According to data from the Portland Police Bureau, there were 13 confirmed incidents of racial bias towards black people since 2015. According to the latest FBI statistics from 2017, there were 84 racially-bias incidents in Oregon. Experts say these are vastly underreported.

"We all need to do better, it's going to take work. It's not an easy fix. It's not going to be a quick,little anti-racist training," Raiford said.

Massey was a paid guest at the DoubleTree at the time and said he was in the lobby at around 11 p.m. Saturday talking on the phone with his mother. He said he'd just come back from a concert at the Moda Center.

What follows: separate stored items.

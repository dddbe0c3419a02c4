/*
 * SPDX-License-Identifier: Apache-2.0
 * Copyright 2025 ByteDance and/or its affiliates.
 */

use std::collections::HashMap;
use std::sync::{Arc, RwLock};

use foldhash::fast::FixedState;

use super::{CellView, MetricCore, MetricId, MetricInfo};
use crate::{CellValue, FieldError, FieldTuple, NumericValue, StoredCell};

/// A metric whose cells keep their values until overwritten or cleared.
pub struct StoredMetric<V: CellValue> {
    core: MetricCore,
    default_value: V,
    cells: RwLock<HashMap<FieldTuple, Arc<StoredCell<V>>, FixedState>>,
}

impl<V: CellValue + Default> StoredMetric<V> {
    pub fn new(info: MetricInfo) -> Self {
        StoredMetric::with_default(info, V::default())
    }
}

impl<V: CellValue> StoredMetric<V> {
    /// New cells start from a copy of `default_value`.
    pub fn with_default(info: MetricInfo, default_value: V) -> Self {
        StoredMetric {
            core: MetricCore::new(info),
            default_value,
            cells: RwLock::new(HashMap::with_hasher(FixedState::default())),
        }
    }

    pub fn id(&self) -> MetricId {
        self.core.id()
    }

    pub fn info(&self) -> &MetricInfo {
        self.core.info()
    }

    fn existing_cell(&self, fields: &FieldTuple) -> Option<Arc<StoredCell<V>>> {
        self.cells.read().unwrap().get(fields).cloned()
    }

    pub(crate) fn cell(&self, fields: &FieldTuple) -> Result<Arc<StoredCell<V>>, FieldError> {
        if let Some(cell) = self.existing_cell(fields) {
            return Ok(cell);
        }
        self.core.info().verify_fields(fields)?;

        let mut cells = self.cells.write().unwrap();
        let cell = cells.entry(fields.clone()).or_insert_with(|| {
            Arc::new(StoredCell::new(
                self.default_value.clone(),
                self.core.cell_reset_timestamp(),
            ))
        });
        Ok(cell.clone())
    }

    /// Current value of the cell, `None` if it was never written.
    pub fn get(&self, fields: &FieldTuple) -> Option<V> {
        self.existing_cell(fields).map(|c| c.get())
    }

    pub fn set(&self, fields: &FieldTuple, value: V) -> Result<(), FieldError> {
        if let Some(cell) = self.existing_cell(fields) {
            cell.update(value);
            return Ok(());
        }
        self.core.info().verify_fields(fields)?;

        let mut cells = self.cells.write().unwrap();
        match cells.get(fields) {
            Some(cell) => cell.update(value),
            None => {
                let cell = StoredCell::new(value, self.core.cell_reset_timestamp());
                cells.insert(fields.clone(), Arc::new(cell));
            }
        }
        Ok(())
    }

    pub fn apply<F>(&self, fields: &FieldTuple, changer: F) -> Result<(), FieldError>
    where
        F: FnMut(&mut V) + Send + 'static,
    {
        self.cell(fields)?.apply(changer);
        Ok(())
    }

    /// Drops all cells.
    pub fn clear(&self) {
        let mut cells = self.cells.write().unwrap();
        cells.clear();
        self.core.invalidate_reset_timestamp();
    }

    /// Drops one cell, returns whether it existed.
    pub fn clear_cell(&self, fields: &FieldTuple) -> bool {
        self.cells.write().unwrap().remove(fields).is_some()
    }

    pub fn cell_count(&self) -> usize {
        self.cells.read().unwrap().len()
    }

    pub fn keys(&self) -> Vec<FieldTuple> {
        self.cells.read().unwrap().keys().cloned().collect()
    }

    /// Reset timestamp of one cell.
    pub fn reset_timestamp(&self, fields: &FieldTuple) -> Option<i64> {
        self.existing_cell(fields).map(|c| c.reset_timestamp())
    }

    /// Visits every cell with a copy of its value.
    ///
    /// The map lock is not held while `visit` runs.
    pub fn for_each_cell<F>(&self, mut visit: F)
    where
        F: FnMut(CellView<'_, V>),
    {
        let cells: Vec<(FieldTuple, Arc<StoredCell<V>>)> = self
            .cells
            .read()
            .unwrap()
            .iter()
            .map(|(k, v)| (k.clone(), v.clone()))
            .collect();
        for (fields, cell) in &cells {
            visit(CellView {
                fields,
                value: cell.get(),
                reset_timestamp: cell.reset_timestamp(),
                timestamp: None,
            });
        }
    }
}

impl<V: NumericValue> StoredMetric<V> {
    pub fn increment_by(&self, fields: &FieldTuple, step: V) -> Result<(), FieldError> {
        self.cell(fields)?.increment_by(step);
        Ok(())
    }

    pub fn increment(&self, fields: &FieldTuple) -> Result<(), FieldError> {
        self.increment_by(fields, V::ONE)
    }

    pub fn decrement(&self, fields: &FieldTuple) -> Result<(), FieldError> {
        let cell = self.cell(fields)?;
        cell.apply(|v: &mut V| *v = v.sub_step(V::ONE));
        Ok(())
    }
}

"Seems like almost as soon as I sat down, the security guy, white, older male approached me while I was on the phone and interrupted me and said, you know, 'Are you staying here?'" Massey says.

In a police report, a Portland officer says Meyers told him, "(Massey) instantly accused Meyers of being a racist and only asking him because he was black. ... Meyers said (Massey) refused to give a room number and he told (Massey) if he couldn't provide a room number he would have to ask him to leave the property."

Kafoury said that's not true and told a KATU reporter Massey showed Meyers his key.

"We anticipate filing a lawsuit against Hilton DoubleTree and requiring them to answer the question they've so far refused to answer, which is, why was this guy approached in a hotel lobby when he's doing nothing more than talking to his mother on the phone? Why was he interrogated? Why was he ordered to leave on pain of going to jail?" said Kafoury.

Officers escorted Massey to his room at the hotel so he could collect his belongings. They then escorted him off the property telling him he could later file a complaint with the hotel's management. No one was arrested.

"He checked into the hotel in the afternoon. He went to dinner," Kafoury explained. "He went to the concert, came back, returned a call from his mother back east. And look how he got treated."

Paul Peralta, the general manager of the DoubleTree Hotel, sent KATU the following statement Saturday morning:

“Following an internal review, we have terminated the employment of the security guard and manager involved in this incident. Our hotel is a place of hospitality, and their actions were inconsistent with our standards and values.

"Our hotel is committed to engaging outside advisors and experts in diversity and inclusion to evaluate our processes, protocols and trainings to ensure something like this does not happen again.

"We reiterate our sincere apology to Mr. Massey for his treatment this past weekend, and deeply regret the experience he endured.”